Count Dracula () is a 1970 gothic horror film directed by Jesús Franco, based on the novel Dracula by Bram Stoker. It stars Christopher Lee, Herbert Lom and Klaus Kinski.

Although Count Dracula stars Lee in the title role, it is not a Hammer production like his other Dracula films, being produced instead by Harry Alan Towers. Klaus Kinski, who would play Dracula himself nine years later in Nosferatu the Vampyre, is also featured in the film as Renfield. Count Dracula was advertised as the most faithful adaptation of Bram Stoker's novel. Among other details, it was the first film version of the novel in which Dracula begins as an old man and becomes younger as he feeds upon fresh blood.

Plot 
Jonathan Harker, a lawyer traveling from London to Transylvania to secure property for Count Dracula, arrives at Bistritz to stay for the night. There, he is warned by a concerned lady against continuing his journey. Believing that her concerns are rooted in peasant superstition, he ignores her, but starts to feel unnerved by the way everyone looks at him. Harker later arrives at the Borgo Pass, where the Count's mysterious coachman picks him up.

Harker disembarks at Castle Dracula, and the coach immediately rushes off. Harker approaches the main door and meets a thin, tall, gaunt old man. He turns out to be Dracula and takes Harker to his bedchamber. There, Harker notices that Dracula casts no reflection.

Later, Harker goes to sleep and wakes in an ancient crypt where three beautiful vampiresses harass him. Dracula rushes into the room and orders them to leave Harker alone.

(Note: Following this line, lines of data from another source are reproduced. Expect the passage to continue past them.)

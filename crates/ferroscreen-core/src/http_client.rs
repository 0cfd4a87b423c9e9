//! Transport seam between the upstream client and the network.
//!
//! Every upstream endpoint is a JSON POST, so the request type carries a JSON
//! body and a per-request timeout and nothing else. Tests substitute their own
//! [`HttpClient`] to script responses.

use std::collections::BTreeMap;
use std::fmt::{Display, Formatter};
use std::future::Future;
use std::pin::Pin;
use std::sync::Arc;
use std::time::Duration;

/// JSON POST sent to an upstream endpoint. Header names are lowercased.
#[derive(Debug, Clone, PartialEq, Eq)]
pub struct HttpRequest {
    pub url: String,
    pub headers: BTreeMap<String, String>,
    pub body: String,
    pub timeout: Duration,
}

impl HttpRequest {
    pub fn json_post(url: impl Into<String>, body: impl Into<String>, timeout: Duration) -> Self {
        Self {
            url: url.into(),
            headers: BTreeMap::from([(
                String::from("content-type"),
                String::from("application/json"),
            )]),
            body: body.into(),
            timeout,
        }
    }

    pub fn with_header(mut self, name: impl Into<String>, value: impl Into<String>) -> Self {
        self.headers
            .insert(name.into().to_ascii_lowercase(), value.into());
        self
    }
}

/// Raw upstream response. The body is left exactly as received, possibly gzip-encoded.
#[derive(Debug, Clone, PartialEq, Eq)]
pub struct HttpResponse {
    pub status: u16,
    pub headers: BTreeMap<String, String>,
    pub body: Vec<u8>,
}

impl HttpResponse {
    pub fn new(status: u16, body: impl Into<Vec<u8>>) -> Self {
        Self {
            status,
            headers: BTreeMap::new(),
            body: body.into(),
        }
    }

    pub fn with_header(mut self, name: impl Into<String>, value: impl Into<String>) -> Self {
        self.headers
            .insert(name.into().to_ascii_lowercase(), value.into());
        self
    }

    pub fn header(&self, name: &str) -> Option<&str> {
        self.headers
            .get(&name.to_ascii_lowercase())
            .map(String::as_str)
    }

    pub fn is_gzip(&self) -> bool {
        self.header("content-encoding")
            .is_some_and(|encoding| encoding.trim().eq_ignore_ascii_case("gzip"))
    }

    pub const fn is_success(&self) -> bool {
        self.status >= 200 && self.status < 300
    }
}

/// Where a transport failure happened.
#[derive(Debug, Clone, Copy, PartialEq, Eq)]
pub enum HttpErrorKind {
    Timeout,
    Connect,
    Body,
    /// The request could not be built; retrying cannot help.
    InvalidRequest,
    Other,
}

/// A request that never produced an HTTP status.
#[derive(Debug, Clone, PartialEq, Eq)]
pub struct HttpError {
    kind: HttpErrorKind,
    message: String,
}

impl HttpError {
    pub fn with_kind(kind: HttpErrorKind, message: impl Into<String>) -> Self {
        Self {
            kind,
            message: message.into(),
        }
    }

    /// A retryable failure of unspecified origin.
    pub fn new(message: impl Into<String>) -> Self {
        Self::with_kind(HttpErrorKind::Other, message)
    }

    pub fn non_retryable(message: impl Into<String>) -> Self {
        Self::with_kind(HttpErrorKind::InvalidRequest, message)
    }

    pub const fn kind(&self) -> HttpErrorKind {
        self.kind
    }

    pub fn message(&self) -> &str {
        &self.message
    }

    pub const fn retryable(&self) -> bool {
        !matches!(self.kind, HttpErrorKind::InvalidRequest)
    }
}

impl Display for HttpError {
    fn fmt(&self, f: &mut Formatter<'_>) -> std::fmt::Result {
        f.write_str(&self.message)
    }
}

impl std::error::Error for HttpError {}

impl From<reqwest::Error> for HttpError {
    fn from(error: reqwest::Error) -> Self {
        let kind = if error.is_timeout() {
            HttpErrorKind::Timeout
        } else if error.is_connect() {
            HttpErrorKind::Connect
        } else if error.is_builder() {
            HttpErrorKind::InvalidRequest
        } else if error.is_body() || error.is_decode() {
            HttpErrorKind::Body
        } else {
            HttpErrorKind::Other
        };
        Self::with_kind(kind, error.to_string())
    }
}

/// Executes upstream requests.
pub trait HttpClient: Send + Sync {
    fn execute<'a>(
        &'a self,
        request: HttpRequest,
    ) -> Pin<Box<dyn Future<Output = Result<HttpResponse, HttpError>> + Send + 'a>>;
}

/// reqwest-backed client used outside tests.
#[derive(Debug, Clone)]
pub struct ReqwestHttpClient {
    client: Arc<reqwest::Client>,
}

impl ReqwestHttpClient {
    pub fn new() -> Self {
        let client = reqwest::Client::builder()
            .user_agent(concat!("ferroscreen/", env!("CARGO_PKG_VERSION")))
            .build()
            .unwrap_or_else(|_| reqwest::Client::new());
        Self::with_client(client)
    }

    pub fn with_client(client: reqwest::Client) -> Self {
        Self {
            client: Arc::new(client),
        }
    }
}

impl Default for ReqwestHttpClient {
    fn default() -> Self {
        Self::new()
    }
}

impl HttpClient for ReqwestHttpClient {
    fn execute<'a>(
        &'a self,
        request: HttpRequest,
    ) -> Pin<Box<dyn Future<Output = Result<HttpResponse, HttpError>> + Send + 'a>> {
        Box::pin(async move {
            let mut builder = self
                .client
                .post(&request.url)
                .timeout(request.timeout)
                .body(request.body);
            for (name, value) in &request.headers {
                builder = builder.header(name, value);
            }

            let response = builder.send().await?;
            let status = response.status().as_u16();
            let headers = response
                .headers()
                .iter()
                .filter_map(|(name, value)| {
                    value
                        .to_str()
                        .ok()
                        .map(|value| (name.as_str().to_owned(), value.to_owned()))
                })
                .collect();
            let body = response.bytes().await?.to_vec();

            Ok(HttpResponse {
                status,
                headers,
                body,
            })
        })
    }
}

He then gives them a baby to feed on. Harker wakes up screaming in his room and assumes it was a nightmare, but two small wounds on his neck indicate otherwise.

Harker soon realises he is a prisoner, and tries to escape by climbing out his bedroom window. He finds his way back to the crypt where Count Dracula and his three brides rest in coffins. Harker runs out of the crypt screaming, and jumps out of the castle's tower into the river below.

Harker wakes up in a private psychiatric clinic outside London, owned by Dr. Van Helsing, in the care of Dr. Seward. He is told he was found delirious in a river near Budapest. No one believes his story about Castle Dracula until Van Helsing finds the two punctures on Harker's neck. Harker's fiancée Mina and her close friend Lucy also arrive to help take care of him. Unbeknownst to them, Count Dracula has followed Harker back to England and now resides in an abandoned abbey close to the hospital.

As Mina takes care of Harker, her friend Lucy's health strangely declines. Dracula has been secretly appearing to her by night and drinking her blood, growing younger as he feeds off his victim. Quincey Morris, Lucy's fiancé, joins Drs. Seward and Van Helsing in an attempt to save Lucy by giving her blood transfusions.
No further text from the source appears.